● Work request
Your answer should be the lines below from the one with "one matches nothing" to the one with "if (!el) return", both included, given again exactly and with nothing added.

-- Opening Marker --

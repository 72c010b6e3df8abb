//! Slide capture
//!
//! Locates the crop target (falling back to `<body>`), turns its box into an
//! integer clip rectangle and writes the clipped screenshot next to the
//! other outputs. The viewport is never resized to fit the element, so the
//! page layout stays exactly as rendered.

use crate::browser::driver::{
    BoundingBox, ClipRect, ElementMeasure, ScreenshotRequest, SlidePage,
};
use crate::config::{ImageFormat, SlideshotConfig};
use crate::error::{CaptureError, Result};
use serde::Deserialize;
use std::path::{Path, PathBuf};
use tracing::{debug, info, instrument};

/// Selector used when the configured one matches nothing
pub const FALLBACK_SELECTOR: &str = "body";

/// Reply of [`measure_script`]
#[derive(Debug, Deserialize)]
pub struct MeasureReply {
    /// Whether the selector matched
    pub found: bool,
    /// Page-space left edge
    #[serde(default)]
    pub x: f64,
    /// Page-space top edge
    #[serde(default)]
    pub y: f64,
    /// Box width
    #[serde(default)]
    pub width: f64,
    /// Box height
    #[serde(default)]
    pub height: f64,
}

impl From<MeasureReply> for ElementMeasure {
    fn from(reply: MeasureReply) -> Self {
        if !reply.found {
            return ElementMeasure::Missing;
        }
        let bbox = BoundingBox {
            x: reply.x,
            y: reply.y,
            width: reply.width,
            height: reply.height,
        };
        if bbox.is_visible() {
            ElementMeasure::Visible(bbox)
        } else {
            ElementMeasure::Hidden
        }
    }
}

/// Script that centres the first match of `selector` in the viewport and
/// reports its box in page coordinates
pub fn measure_script(selector: &str) -> Result<String> {
    let literal = serde_json::to_string(selector)?;
    Ok(format!(
        r#"
        (() => {{
            const el = document.querySelector({literal});
            if (!el) return {{ found: false }};
            el.scrollIntoView({{ block: 'center', inline: 'center' }});
            const rect = el.getBoundingClientRect();
            return {{
                found: true,
                x: rect.left + window.scrollX,
                y: rect.top + window.scrollY,
                width: rect.width,
                height: rect.height
            }};
        }})()
        "#
    ))
}

/// Integer clip covering `bbox`: origin floored and clamped at 0, size ceiled
pub fn compute_clip(bbox: &BoundingBox) -> ClipRect {
    ClipRect {
        x: bbox.x.max(0.0).floor() as u32,
        y: bbox.y.max(0.0).floor() as u32,
        width: bbox.width.ceil() as u32,
        height: bbox.height.ceil() as u32,
    }
}

/// Output name: input stem plus the normalized extension
pub fn output_file_name(input: &str, format: ImageFormat) -> Result<String> {
    let stem = Path::new(input)
        .file_stem()
        .map(|s| s.to_string_lossy().into_owned())
        .filter(|s| !s.is_empty())
        .ok_or_else(|| CaptureError::InvalidOutputName(input.to_string()))?;
    Ok(format!("{}.{}", stem, format.extension()))
}

/// Measure the crop target, falling back to `<body>` when nothing matches
#[instrument(skip(page))]
pub async fn locate_target<P: SlidePage + ?Sized>(
    page: &P,
    selector: Option<&str>,
) -> Result<BoundingBox> {
    let mut measure = match selector {
        Some(selector) => page.measure(selector).await?,
        None => ElementMeasure::Missing,
    };

    if measure == ElementMeasure::Missing {
        debug!("No element for {:?}, measuring body", selector);
        measure = page.measure(FALLBACK_SELECTOR).await?;
    }

    match measure {
        ElementMeasure::Visible(bbox) => Ok(bbox),
        _ => {
            let target = selector.unwrap_or(FALLBACK_SELECTOR).to_string();
            Err(CaptureError::NoVisibleBox(target).into())
        }
    }
}

/// Capture one slide into `out_dir` and return the written path
///
/// An existing file with the same name is overwritten.
#[instrument(skip(page, config))]
pub async fn capture_slide<P: SlidePage + ?Sized>(
    page: &P,
    file: &str,
    out_dir: &Path,
    config: &SlideshotConfig,
) -> Result<PathBuf> {
    let bbox = locate_target(page, config.selector.as_deref()).await?;
    let clip = compute_clip(&bbox);
    let out_path = out_dir.join(output_file_name(file, config.format)?);

    let request = ScreenshotRequest {
        clip,
        format: config.format,
        quality: config.format.uses_quality().then_some(config.quality),
    };
    let data = page.screenshot(request).await?;
    tokio::fs::write(&out_path, &data).await?;

    info!(
        "Saved {} (clip {}x{} @x{})",
        out_path.display(),
        clip.width,
        clip.height,
        config.scale
    );
    Ok(out_path)
}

-- Closing Marker --

● Final answer
/// Selector used when the configured one matches nothing
pub const FALLBACK_SELECTOR: &str = "body";

/// Reply of [`measure_script`]
#[derive(Debug, Deserialize)]
pub struct MeasureReply {
    /// Whether the selector matched
    pub found: bool,
    /// Page-space left edge
    #[serde(default)]
    pub x: f64,
    /// Page-space top edge
    #[serde(default)]
    pub y: f64,
    /// Box width
    #[serde(default)]
    pub width: f64,
    /// Box height
    #[serde(default)]
    pub height: f64,
}

impl From<MeasureReply> for ElementMeasure {
    fn from(reply: MeasureReply) -> Self {
        if !reply.found {
            return ElementMeasure::Missing;
        }
        let bbox = BoundingBox {
            x: reply.x,
            y: reply.y,
            width: reply.width,
            height: reply.height,
        };
        if bbox.is_visible() {
            ElementMeasure::Visible(bbox)
        } else {
            ElementMeasure::Hidden
        }
    }
}

/// Script that centres the first match of `selector` in the viewport and
/// reports its box in page coordinates
pub fn measure_script(selector: &str) -> Result<String> {
    let literal = serde_json::to_string(selector)?;
    Ok(format!(
        r#"
        (() => {{
            const el = document.querySelector({literal});
            if (!el) return {{ found: false }};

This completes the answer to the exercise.